EXERCISE BRIEF: Give every line from the entries that contains "completed".

Stored data entries:
● ● ● ●
impl std::fmt::Display for ProjectStatus {
    fn fmt(&self, f: &mut std::fmt::Formatter<'_>) -> std::fmt::Result {
        match self {
            Self::Creating => write!(f, "creating"),
            Self::Ready => write!(f, "ready"),
            Self::Error => write!(f, "error"),
        }
    }
}

/// How a project's workloads execute.
#[derive(Debug, Clone, Copy, PartialEq, Eq, Serialize, Deserialize)]
#[serde(rename_all = "snake_case")]
pub enum ExecutionMode {
    /// Work runs on the operator's machine; the workspace is a local path.
    Local,
    /// Work runs on authenticated remote runners.
    RemoteRunner,
}

/// Workspace reference, tagged to match the execution mode.
#[derive(Debug, Clone, PartialEq, Eq, Serialize, Deserialize)]
#[serde(tag = "kind", rename_all = "lowercase")]
pub enum WorkspaceRef {
    /// Hash of a local workspace path (mode `local`).
    Local { path_hash: String },
    /// Git remote plus optional subpath (mode `remote_runner`).
    Git { remote: String, subpath: Option<String> },
}

/// A project — the tenant root that owns every other row.
#[derive(Debug, Clone, Serialize, Deserialize)]
pub struct Project {
    pub id: Uuid,
    /// Opaque authenticated principal that owns the project.
    pub owner_id: String,
    /// Human name, unique per owner.
    pub name: String,
    pub execution_mode: ExecutionMode,
    pub workspace: WorkspaceRef,
    /// Present iff `execution_mode == Local`.
    pub local_path: Option<String>,
    /// Present iff `execution_mode == RemoteRunner`.
    pub runner_repo_path: Option<String>,
    pub status: ProjectStatus,
    pub created_at: DateTime<Utc>,
    pub updated_at: DateTime<Utc>,
}

/// Role of a project member. Mutating operations require `Admin`.
#[derive(Debug, Clone, Copy, PartialEq, Eq, Serialize, Deserialize)]
#[serde(rename_all = "lowercase")]
pub enum MemberRole {
    Admin,
    Viewer,
}

impl std::fmt::Display for MemberRole {
    fn fmt(&self, f: &mut std::fmt::Formatter<'_>) -> std::fmt::Result {
        match self {
            Self::Admin => write!(f, "admin"),
            Self::Viewer => write!(f, "viewer"),
        }
    }
}

/// Membership row granting a principal access to a project.
#[derive(Debug, Clone, Serialize, Deserialize)]
pub struct ProjectMember {
    pub id: Uuid,
    pub project_id: Uuid,
    pub user_id: String,
    pub role: MemberRole,
    pub created_at: DateTime<Utc>,
}

// ── Runners ──────────────────────────────────────────────────────────

/// Last observed liveness of a runner.
#[derive(Debug, Clone, Copy, PartialEq, Eq, Serialize, Deserialize)]
#[serde(rename_all = "lowercase")]
pub enum RunnerStatus {
    Online,
    Offline,
}

/// Capability record a runner reports on heartbeat.
///
/// The sealed-input triple (`alg`, `public_key_spki`, `key_id`) must be
/// complete before the runner can receive sealed jobs; `key_id` is derived
/// server-side as base64url(SHA-256(SPKI bytes)).
#[derive(Debug, Clone, Default, PartialEq, Eq, Serialize, Deserialize)]
pub struct RunnerCapabilities {
    #[serde(default)]
    pub supports_sealed_input: bool,
    #[serde(default)]
    pub sealed_input_alg: Option<String>,
    /// Base64url-encoded SPKI public key bytes.
    #[serde(default)]
    pub sealed_input_public_key_spki: Option<String>,
    /// base64url(SHA-256(SPKI bytes)).
    #[serde(default)]
    pub sealed_input_key_id: Option<String>,
    #[serde(default)]
    pub supports_infra_apply: bool,
    #[serde(default)]
    pub nix_available: bool,
}

/// A long-lived worker identity within a project.
#[derive(Debug, Clone, Serialize, Deserialize)]
pub struct Runner {
    pub id: Uuid,
    pub project_id: Uuid,
    /// Unique per project.
    pub name: String,
    pub version: Option<String>,
    pub last_seen_at: Option<DateTime<Utc>>,
    pub last_status: RunnerStatus,
    pub capabilities: RunnerCapabilities,
    pub created_at: DateTime<Utc>,
}

/// Opaque bearer token bound to `(project, runner)`.
///
/// Only the SHA-256 hex digest of the token is stored.
#[derive(Debug, Clone, Serialize, Deserialize)]
pub struct RunnerToken {
    pub id: Uuid,
    pub project_id: Uuid,
    pub runner_id: Uuid,
    pub token_hash: String,
    pub expires_at: Option<DateTime<Utc>>,
    pub revoked_at: Option<DateTime<Utc>>,
    pub last_used_at: Option<DateTime<Utc>>,
    pub created_at: DateTime<Utc>,
}

// ── Runs ─────────────────────────────────────────────────────────────

/// User-facing status of a run. Terminal statuses are absorbing.
#[derive(Debug, Clone, Copy, PartialEq, Eq, Serialize, Deserialize)]
#[serde(rename_all = "lowercase")]
pub enum RunStatus {
    Queued,
    Running,
    Succeeded,
    Failed,
    Canceled,
}

impl RunStatus {
    /// Whether this status admits no further transitions.
    #[must_use]
    pub const fn is_terminal(self) -> bool {
        matches!(self, Self::Succeeded | Self::Failed | Self::Canceled)
    }
}

/// A user-facing unit of work; owns one or more jobs.
///
/// `kind` is an open enum of deployment phases (`project_init`,
/// `project_import`, `host_deploy`, `infra_apply`, `custom`, ...).
#[derive(Debug, Clone, Serialize, Deserialize)]
pub struct Run {
    pub id: Uuid,
    pub project_id: Uuid,
    pub kind: String,
    pub status: RunStatus,
    pub title: Option<String>,
    pub host: Option<String>,
    /// Principal that started the run.
    pub initiator: Option<String>,
    pub started_at: Option<DateTime<Utc>>,
    pub finished_at: Option<DateTime<Utc>>,
    pub error_message: Option<String>,
    pub created_at: DateTime<Utc>,
}

// ── Jobs ─────────────────────────────────────────────────────────────

/// Status of a single executable step.
#[derive(Debug, Clone, Copy, PartialEq, Eq, Serialize, Deserialize)]
#[serde(rename_all = "snake_case")]
pub enum JobStatus {
    Queued,
    SealedPending,
    Leased,
    Running,
    Succeeded,
    Failed,
    Canceled,
}

impl JobStatus {
    /// Whether this status admits no further transitions.
    #[must_use]
    pub const fn is_terminal(self) -> bool {
        matches!(self, Self::Succeeded | Self::Failed | Self::Canceled)
    }
}

impl std::fmt::Display for JobStatus {
    fn fmt(&self, f: &mut std::fmt::Formatter<'_>) -> std::fmt::Result {
        let s = match self {
            Self::Queued => "queued",
            Self::SealedPending => "sealed_pending",
            Self::Leased => "leased",
            Self::Running => "running",
            Self::Succeeded => "succeeded",
            Self::Failed => "failed",
            Self::Canceled => "canceled",
        };
        write!(f, "{s}")
    }
}

/// A single executable step belonging to a run.
///
/// Lease fields (`lease_id`, `leased_by_runner_id`, `lease_expires_at`) are
/// present iff the status is `leased` or `running`; sealed-input fields are
/// present iff `sealed_input_required`. On a terminal transition the payload,
/// sealed ciphertext, and lease fields are all cleared.
#[derive(Debug, Clone, Serialize, Deserialize)]
pub struct Job {
    pub id: Uuid,
    pub project_id: Uuid,
    pub run_id: Uuid,
    /// Immutable after insert; matches `^[A-Za-z0-9._-]+$`.
    pub kind: String,
    /// Non-secret metadata for the runner. Secret-like keys are rejected
    /// before insert.
    pub payload_meta: Option<serde_json::Value>,
    /// SHA-256 hex of the canonical JSON payload, when a payload is present.
    pub payload_hash: Option<String>,
    pub target_runner_id: Option<Uuid>,
    pub sealed_input_required: bool,
    pub sealed_input_b64: Option<String>,
    pub sealed_input_alg: Option<String>,
    pub sealed_input_key_id: Option<String>,
    pub sealed_pending_expires_at: Option<DateTime<Utc>>,
    pub lease_id: Option<String>,
    pub leased_by_runner_id: Option<Uuid>,
    pub lease_expires_at: Option<DateTime<Utc>>,
    /// Monotonically non-decreasing, capped at 25.
    pub attempt: i64,
    pub status: JobStatus,
    pub error_message: Option<String>,
    pub created_at: DateTime<Utc>,
    pub started_at: Option<DateTime<Utc>>,
    pub finished_at: Option<DateTime<Utc>>,
}

// ── Command results ──────────────────────────────────────────────────

/// Small JSON result envelope for a completed job (≤ 512 KiB).
#[derive(Debug, Clone, Serialize, Deserialize)]
pub struct CommandResult {
    pub id: Uuid,
    pub project_id: Uuid,
    pub run_id: Uuid,
    pub job_id: Uuid,
    pub json: serde_json::Value,
    pub created_at: DateTime<Utc>,
    pub expires_at: DateTime<Utc>,
}

/// Storage-backed result blob for a completed job (≤ 5 MiB).
#[derive(Debug, Clone, Serialize, Deserialize)]
pub struct CommandResultBlob {
    pub id: Uuid,
    pub project_id: Uuid,
    pub run_id: Uuid,
    pub job_id: Uuid,
    /// Opaque id in the blob store.
    pub storage_id: String,
    pub size: i64,
    pub created_at: DateTime<Utc>,
    pub expires_at: DateTime<Utc>,
    /// Set on first successful take; consumed rows read as absent.
    pub consumed_at: Option<DateTime<Utc>>,
}

// ── Run events ───────────────────────────────────────────────────────

/// Severity of a runner-reported run event.
#[derive(Debug, Clone, Copy, PartialEq, Eq, Serialize, Deserialize)]
#[serde(rename_all = "lowercase")]
pub enum EventLevel {
    Debug,
    Info,
    Warn,
    Error,
}

/// Closed set of deployment phases a run event may tag.
#[derive(Debug, Clone, Copy, PartialEq, Eq, Serialize, Deserialize)]
#[serde(rename_all = "lowercase")]
pub enum PhaseTag {
    Build,
    Upload,
    Switch,
    Verify,
    Cleanup,
}

/// Optional structured metadata on a run event — either a phase tag from
/// the closed set or a process exit code in `[-1, 255]`.
#[derive(Debug, Clone, Copy, PartialEq, Eq, Serialize, Deserialize)]
#[serde(tag = "kind", rename_all = "lowercase")]
pub enum RunEventMeta {
    Phase { phase: PhaseTag },
    Exit { code: i32 },
}

/// A single log line reported by a runner, sanitized before storage.
#[derive(Debug, Clone, Serialize, Deserialize)]
pub struct RunEvent {
    pub id: Uuid,
    pub project_id: Uuid,
    pub run_id: Uuid,
    pub ts: DateTime<Utc>,
    pub level: EventLevel,
    pub message: String,
    pub meta: Option<RunEventMeta>,
}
● ● ● ●
SOLUTION TO THIS TASK:
/// Small JSON result envelope for a completed job (≤ 512 KiB).
/// Storage-backed result blob for a completed job (≤ 5 MiB).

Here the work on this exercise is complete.